Moreover, they can be adjusted for your age. The type of fund you buy at age 35 may be quite different from a similar lifecycle fund suitable for someone age 55.

"What's unique about these types of mutual funds is that with one purchase you can pretty much find a fund to meet many of your financial goals," says Jon Hale, who tracks several lifecycle funds for information-firm Morningstar Inc., Chicago.

"For a person who has other things to do than pore over mutual-fund charts, a lifecycle fund can make a lot of sense," says Walter Updegrave, a mutual-fund expert who has just written a new book, "Investing for the Financially Challenged" ($13.95, Warner).

Using the "long-range planning" represented by asset-allocation and lifecycle funds, investors can "better manage risk and increase their profits," says Charles Kadlec, a managing director of mutual-fund firm J.&W. Seligman, New York.

Studies by Seligman show that investors come out ahead using asset-allocation/lifecycle models, Mr. Kadlec says.

Most investors, he adds, tend to move in and out of various funds over the years, reducing returns.

Besides profitability, lifecycle funds can also be economical, Mr. Updegrave says. To duplicate a mix of individual bond, equity, and money-market accounts could require $6,000 to $12,000 with most fund houses, he says.

But many fund families will let you buy into a lifecycle or an asset-allocation fund for between $500 (at Putnam, for example) and $2,000 (at T. Rowe Price).

Of the two types of one-stop funds, asset-allocation funds are more rigid.

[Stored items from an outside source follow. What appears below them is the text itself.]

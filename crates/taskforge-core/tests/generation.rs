//! End-to-end generation against an in-memory filesystem.

mod common;

use std::path::{Path, PathBuf};
use std::sync::Arc;

use common::{Libraries, MemoryFs, Typekits, base_typekits, decl, load, loader, service};
use taskforge_core::application::SaveOutcome;
use taskforge_core::domain::{
    DomainError, GenerationHandler, GenerationRecords, OpaqueEntry, ProjectModel, TaskContext,
    TaskExtension, TypeDef,
};
use taskforge_core::error::ForgeError;

const DRIVER: &str = r#"
    name = "demo"

    [[task]]
    name = "Driver"
    doc = "Talks to the device"

    [[task.output_port]]
    name = "time"
    type = "/base/Time"

    [[task.property]]
    name = "gain"
    type = "/double"

    [[task.operation]]
    name = "reset"
    returns = "/bool"
"#;

fn work() -> &'static Path {
    Path::new("/work")
}

#[test]
fn regeneration_rewrites_base_files_and_keeps_user_files() {
    let project = load(&base_typekits(), DRIVER).unwrap();
    let fs = MemoryFs::default();
    let service = service(&fs);

    let first = service.generate(&project, work()).unwrap();
    assert_eq!(first.tasks.len(), 1);
    assert_eq!(first.count(SaveOutcome::Created), 2);
    assert_eq!(first.count(SaveOutcome::Preserved), 0);

    let user_header = fs.content("/work/tasks/Driver.hpp").unwrap();
    let user_source = fs.content("/work/tasks/Driver.cpp").unwrap();
    let base_header = fs.content("/work/.orogen/tasks/DriverBase.hpp").unwrap();
    assert!(base_header.contains("#include <base/typekit/Types.hpp>"));
    assert!(base_header.contains("class DriverBase : public RTT::TaskContext"));
    assert!(user_header.contains("reset"));

    let second = service.generate(&project, work()).unwrap();
    assert_eq!(second.count(SaveOutcome::Created), 0);
    assert_eq!(second.count(SaveOutcome::Preserved), 2);
    assert_eq!(second.count(SaveOutcome::Written), first.count(SaveOutcome::Written));

    assert_eq!(fs.content("/work/tasks/Driver.hpp").unwrap(), user_header);
    assert_eq!(fs.content("/work/tasks/Driver.cpp").unwrap(), user_source);
    assert_eq!(fs.writes("/work/tasks/Driver.hpp"), 1);
    assert_eq!(fs.writes("/work/.orogen/tasks/DriverBase.hpp"), 2);
    assert_eq!(
        fs.content("/work/.orogen/templates/tasks/Driver.hpp").unwrap(),
        user_header
    );
}

#[test]
fn hand_edits_to_user_files_survive() {
    let project = load(&base_typekits(), DRIVER).unwrap();
    let fs = MemoryFs::default();
    let service = service(&fs);

    service.generate(&project, work()).unwrap();
    fs.edit("/work/tasks/Driver.cpp", "// my implementation\n");
    service.generate(&project, work()).unwrap();

    assert_eq!(
        fs.content("/work/tasks/Driver.cpp").unwrap(),
        "// my implementation\n"
    );
}

#[test]
fn headers_are_installed_as_links() {
    let project = load(&base_typekits(), DRIVER).unwrap();
    let fs = MemoryFs::default();
    service(&fs).generate(&project, work()).unwrap();

    assert_eq!(
        fs.link("/work/.orogen/demo/Driver.hpp").unwrap(),
        Path::new("/work/tasks/Driver.hpp")
    );
    assert_eq!(
        fs.link("/work/.orogen/demo/DriverBase.hpp").unwrap(),
        Path::new("/work/.orogen/tasks/DriverBase.hpp")
    );
}

#[test]
fn base_class_gets_the_model_name_and_handlers() {
    let project = load(&base_typekits(), DRIVER).unwrap();
    let fs = MemoryFs::default();
    service(&fs).generate(&project, work()).unwrap();

    let header = fs.content("/work/.orogen/tasks/DriverBase.hpp").unwrap();
    assert!(header.contains("virtual std::string getModelName();"));
    assert!(header.contains("virtual bool reset() = 0;"));
    assert!(header.contains("_gain"));

    let source = fs.content("/work/.orogen/tasks/DriverBase.cpp").unwrap();
    assert!(source.contains("return \"demo::Driver\";"));
}

fn handle_typekits(with_definition: bool) -> Typekits {
    let typekits = Typekits::default();
    let opaques = if with_definition {
        vec![OpaqueEntry {
            name: "/handles/Handle".into(),
            marshal_as: "/handles/HandleM".into(),
            includes: "handles/Handle.hpp".into(),
            needs_copy: "1".into(),
        }]
    } else {
        Vec::new()
    };
    typekits.add_with_opaques(
        "handles",
        vec![
            TypeDef::opaque("/handles/Handle"),
            TypeDef::compound("/handles/HandleM", &[("fd", "/int32_t")]),
        ],
        opaques,
    );
    typekits
}

const HANDLER: &str = r#"
    name = "demo"
    using_typekit = ["handles"]

    [[task]]
    name = "Opener"

    [[task.output_port]]
    name = "handle"
    type = "/handles/Handle"
"#;

#[test]
fn opaques_without_marshalling_rules_cannot_be_generated() {
    let project = load(&handle_typekits(false), HANDLER).unwrap();
    let err = service(&MemoryFs::default())
        .generate(&project, work())
        .unwrap_err();
    assert!(matches!(
        err,
        ForgeError::Domain(DomainError::MissingOpaqueDefinition { ref type_name, .. })
            if type_name == "/handles/Handle"
    ));
}

#[test]
fn opaque_headers_are_included_in_the_base_class() {
    let project = load(&handle_typekits(true), HANDLER).unwrap();
    let fs = MemoryFs::default();
    service(&fs).generate(&project, work()).unwrap();

    let header = fs.content("/work/.orogen/tasks/OpenerBase.hpp").unwrap();
    assert!(header.contains("#include <handles/Handle.hpp>"));
    assert!(header.contains("#include <handles/typekit/Types.hpp>"));
}

#[test]
fn hidden_operations_need_a_body() {
    let project = load(
        &base_typekits(),
        r#"
            name = "demo"

            [[task]]
            name = "Driver"

            [[task.operation]]
            name = "secret"
            hidden = true
        "#,
    )
    .unwrap();
    let err = service(&MemoryFs::default())
        .generate(&project, work())
        .unwrap_err();
    assert!(matches!(
        err,
        ForgeError::Domain(DomainError::MissingBody { ref operation, .. }) if operation == "secret"
    ));
}

const DRIVERS: &str = r#"
    name = "drivers"

    [[task]]
    name = "Device"

    [[task.operation]]
    name = "reset"
"#;

#[test]
fn imported_tasks_are_never_generated() {
    let project = loader(&base_typekits(), Libraries::from_toml(&[DRIVERS]))
        .load(&decl(
            r#"
                name = "demo"
                using_task_library = ["drivers"]

                [[task]]
                name = "Driver"
                subclasses = "drivers::Device"
            "#,
        ))
        .unwrap();
    let fs = MemoryFs::default();
    let service = service(&fs);

    let device = project.find_task_context("drivers::Device").unwrap();
    let err = service.generate_task(&project, &device, work()).unwrap_err();
    assert!(matches!(
        err,
        ForgeError::Domain(DomainError::GenerationOnImport { .. })
    ));

    let report = service.generate(&project, work()).unwrap();
    assert_eq!(report.tasks.len(), 1);
    assert_eq!(report.tasks[0].task, "demo::Driver");
    assert_eq!(report.tasks[0].task_libraries, ["drivers"]);
    assert!(fs.content("/work/tasks/Device.hpp").is_none());

    let header = fs.content("/work/.orogen/tasks/DriverBase.hpp").unwrap();
    assert!(header.contains("class DriverBase : public drivers::Device"));
}

#[derive(Debug)]
struct Tracing;

impl TaskExtension for Tracing {
    fn name(&self) -> &str {
        "tracing"
    }

    fn register_for_generation(
        &self,
        _task: &TaskContext,
        records: &mut GenerationRecords,
    ) -> Result<(), DomainError> {
        records
            .add_base_method("void", "traceState", "")?
            .body("    // trace");
        Ok(())
    }
}

#[test]
fn handlers_run_after_extensions() {
    let typekits = base_typekits();
    let loader = loader(&typekits, Libraries::default());
    let mut project = loader.load(&decl("name = \"demo\"\n")).unwrap();
    loader
        .declare_with(&mut project, "Monitor", |task| {
            task.extension(Arc::new(Tracing));
            task.add_generation_handler(GenerationHandler::new(|_task, records| {
                let traced = records.has_base_method("traceState");
                records
                    .add_base_method("void", "afterTrace", "")?
                    .body(format!("    // traced: {}", traced));
                Ok(())
            }));
            Ok(())
        })
        .unwrap();

    let fs = MemoryFs::default();
    service(&fs).generate(&project, work()).unwrap();
    let source = fs.content("/work/.orogen/tasks/MonitorBase.cpp").unwrap();
    assert!(source.contains("// traced: true"));
    assert!(source.find("traceState").unwrap() < source.find("afterTrace").unwrap());
}

fn fixed_state_project() -> ProjectModel {
    load(
        &base_typekits(),
        "name = \"demo\"\n[[task]]\nname = \"Driver\"\nfixed_initial_state = true\n",
    )
    .unwrap()
}

#[test]
fn stale_state_constructors_are_flagged() {
    let project = fixed_state_project();
    let fs = MemoryFs::default();
    let service = service(&fs);

    let report = service.generate(&project, work()).unwrap();
    assert!(report.tasks[0].stale_constructors.is_empty());
    let fresh = fs.content("/work/tasks/Driver.cpp").unwrap();
    assert!(!fresh.contains("TaskCore::TaskState"));

    fs.edit(
        "/work/tasks/Driver.cpp",
        "Driver::Driver(std::string const& name, TaskCore::TaskState initial_state)\n",
    );
    let report = service.generate(&project, work()).unwrap();
    assert_eq!(
        report.tasks[0].stale_constructors,
        vec![PathBuf::from("tasks/Driver.cpp")]
    );
}

#[test]
fn stale_constructor_in_the_header_alone_is_flagged() {
    let project = fixed_state_project();
    let fs = MemoryFs::default();
    let service = service(&fs);
    service.generate(&project, work()).unwrap();

    fs.edit(
        "/work/tasks/Driver.hpp",
        "class Driver : public DriverBase {\n    Driver(std::string const& name, TaskCore::TaskState initial_state = Stopped);\n};\n",
    );
    let report = service.generate(&project, work()).unwrap();
    assert_eq!(
        report.tasks[0].stale_constructors,
        vec![PathBuf::from("tasks/Driver.hpp")]
    );
}

#[test]
fn state_type_outside_constructors_is_not_flagged() {
    let project = fixed_state_project();
    let fs = MemoryFs::default();
    let service = service(&fs);
    service.generate(&project, work()).unwrap();

    let source = fs.content("/work/tasks/Driver.cpp").unwrap();
    fs.edit(
        "/work/tasks/Driver.cpp",
        &format!("// no TaskCore::TaskState argument since Driver(name) took over\n{source}"),
    );
    let report = service.generate(&project, work()).unwrap();
    assert!(report.tasks[0].stale_constructors.is_empty());
}

#[test]
fn state_parameter_is_forwarded_by_default() {
    let project = load(&base_typekits(), "name = \"demo\"\n[[task]]\nname = \"Driver\"\n").unwrap();
    let fs = MemoryFs::default();
    service(&fs).generate(&project, work()).unwrap();

    let user = fs.content("/work/tasks/Driver.cpp").unwrap();
    assert!(user.contains("TaskCore::TaskState initial_state"));
    let base = fs.content("/work/.orogen/tasks/DriverBase.cpp").unwrap();
    assert!(base.contains("RTT::TaskContext(name, initial_state)"));
}

#[test]
fn generated_method_names_fail_at_declaration() {
    let err = load(
        &base_typekits(),
        "name = \"demo\"\n[[task]]\nname = \"Driver\"\n[[task.operation]]\nname = \"getModelName\"\n",
    )
    .unwrap_err();
    assert!(matches!(
        err,
        ForgeError::Domain(DomainError::DuplicateMember { ref name, .. }) if name == "getModelName"
    ));
}
//! Filesystem adapters.

mod local;
mod memory;

pub use local::LocalFilesystem;
pub use memory::MemoryFilesystem;
//! Typekits stored as descriptor + typelist pairs.

use std::path::PathBuf;

use tracing::{debug, instrument};

use taskforge_core::{
    application::ports::{RawTypekit, TypekitSource},
    error::ForgeResult,
};

use super::{find_in, names_with_suffix, read};

const DESCRIPTOR_SUFFIX: &str = ".tlb";
const TYPELIST_SUFFIX: &str = ".typelist";
const PACKAGE_SUFFIX: &str = ".package";

/// Finds `<name>.tlb` / `<name>.typelist` pairs in a search path.
#[derive(Debug, Clone, Default)]
pub struct DirectoryTypekitSource {
    search_path: Vec<PathBuf>,
}

impl DirectoryTypekitSource {
    pub fn new(search_path: Vec<PathBuf>) -> Self {
        Self { search_path }
    }
}

impl TypekitSource for DirectoryTypekitSource {
    #[instrument(skip(self))]
    fn load(&self, name: &str) -> ForgeResult<Option<RawTypekit>> {
        let Some(descriptor_path) = find_in(&self.search_path, &format!("{name}{DESCRIPTOR_SUFFIX}"))
        else {
            return Ok(None);
        };
        // Both files live side by side
        let dir = descriptor_path.parent().map(PathBuf::from).unwrap_or_default();
        let typelist_path = dir.join(format!("{name}{TYPELIST_SUFFIX}"));
        let package_path = dir.join(format!("{name}{PACKAGE_SUFFIX}"));

        let descriptor = read(&descriptor_path)?;
        let typelist = read(&typelist_path)?;
        let package = if package_path.is_file() {
            Some(read(&package_path)?.trim().to_string()).filter(|p| !p.is_empty())
        } else {
            None
        };

        debug!(path = %descriptor_path.display(), ?package, "Typekit files found");
        Ok(Some(RawTypekit {
            name: name.to_string(),
            package,
            descriptor,
            typelist,
        }))
    }

    fn available(&self) -> ForgeResult<Vec<String>> {
        Ok(names_with_suffix(&self.search_path, DESCRIPTOR_SUFFIX))
    }
}

#[cfg(test)]
mod tests {
    use super::*;
    use std::fs;
    use tempfile::TempDir;

    fn typekit_dir() -> TempDir {
        let dir = TempDir::new().unwrap();
        fs::write(dir.path().join("base.tlb"), "<typelib/>").unwrap();
        fs::write(dir.path().join("base.typelist"), "/base/Time\n").unwrap();
        fs::write(dir.path().join("base.package"), "base-typekit\n").unwrap();
        fs::write(dir.path().join("geo.tlb"), "<typelib/>").unwrap();
        fs::write(dir.path().join("geo.typelist"), "").unwrap();
        dir
    }

    #[test]
    fn loads_descriptor_typelist_and_package() {
        let dir = typekit_dir();
        let source = DirectoryTypekitSource::new(vec![dir.path().to_path_buf()]);

        let raw = source.load("base").unwrap().unwrap();
        assert_eq!(raw.descriptor, "<typelib/>");
        assert_eq!(raw.typelist, "/base/Time\n");
        assert_eq!(raw.package.as_deref(), Some("base-typekit"));

        assert_eq!(source.load("geo").unwrap().unwrap().package, None);
        assert!(source.load("missing").unwrap().is_none());
        assert_eq!(source.available().unwrap(), ["base", "geo"]);
    }

    #[test]
    fn earlier_directories_win() {
        let first = TempDir::new().unwrap();
        fs::write(first.path().join("base.tlb"), "<typelib></typelib>").unwrap();
        fs::write(first.path().join("base.typelist"), "").unwrap();
        let second = typekit_dir();

        let source = DirectoryTypekitSource::new(vec![
            first.path().to_path_buf(),
            second.path().to_path_buf(),
        ]);
        assert_eq!(source.load("base").unwrap().unwrap().descriptor, "<typelib></typelib>");
    }

    #[test]
    fn a_descriptor_without_typelist_is_an_error() {
        let dir = TempDir::new().unwrap();
        fs::write(dir.path().join("half.tlb"), "<typelib/>").unwrap();
        let source = DirectoryTypekitSource::new(vec![dir.path().to_path_buf()]);
        assert!(source.load("half").is_err());
    }
}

They are based on a set percentage of assets within the portfolio of equities, bonds and, sometimes, money-market instruments. The allocations are designed to take advantage of both trends in the financial world and economy, as well as the risk tolerance of the individual.

For example Scudder's "Pathway Series" of funds contains three fund types: balanced, conservative, and growth. The balanced fund puts about 1 percent in cash, 37 percent in bonds, and 62 percent in stocks.

The growth fund, by comparison, is 1 percent cash, 15 percent bonds, and 84 percent equities. The conservative fund has 5 percent cash, 31 percent stocks, and 64 percent bonds.

"We've got an asset allocation fund that fits just about any type of investor," says a spokeswoman.

On the other hand, lifecycle funds target investors based on where they are in their cycle of work, family rearing, and risk tolerance. These funds are often based on your immediate age, or the year in which you will retire.

Examples include the T. Rowe Price Personal Strategy funds, Schwab Asset Director funds, Vanguard LIFEStrategy funds, Dreyfus Lifetime Portfolio, Fidelity's Freedom funds, and the Wells Fargo Stagecoach LifePath funds.

Take the Wells Fargo LifePath 2040 fund. The portfolio mix actually changes over time. It's initially top-heavy with stocks. But as you approach the end of the fund's cycle - the year 2040 - it tilts toward bonds and cash.

According to Morningstar, there are now some 48 lifecycle funds, 26 "target" retirement funds (lifecycle funds with a target date attached to the fund, such as the Fidelity Freedom 2000 fund), and 295 asset-allocation funds.

Some fund experts believe that the "cookie cutter" approach based on asset-allocation and lifecycle models are simplistic.

Sheldon Jacobs, editor of the No-Load Fund Investor, for example, says that you should not assume that you must be a conservative investor just because you are older, or an aggressive investor, just because you are younger.

Investors need to seek a comfort level by considering such elements as time horizon, risk tolerance, available money, and goals.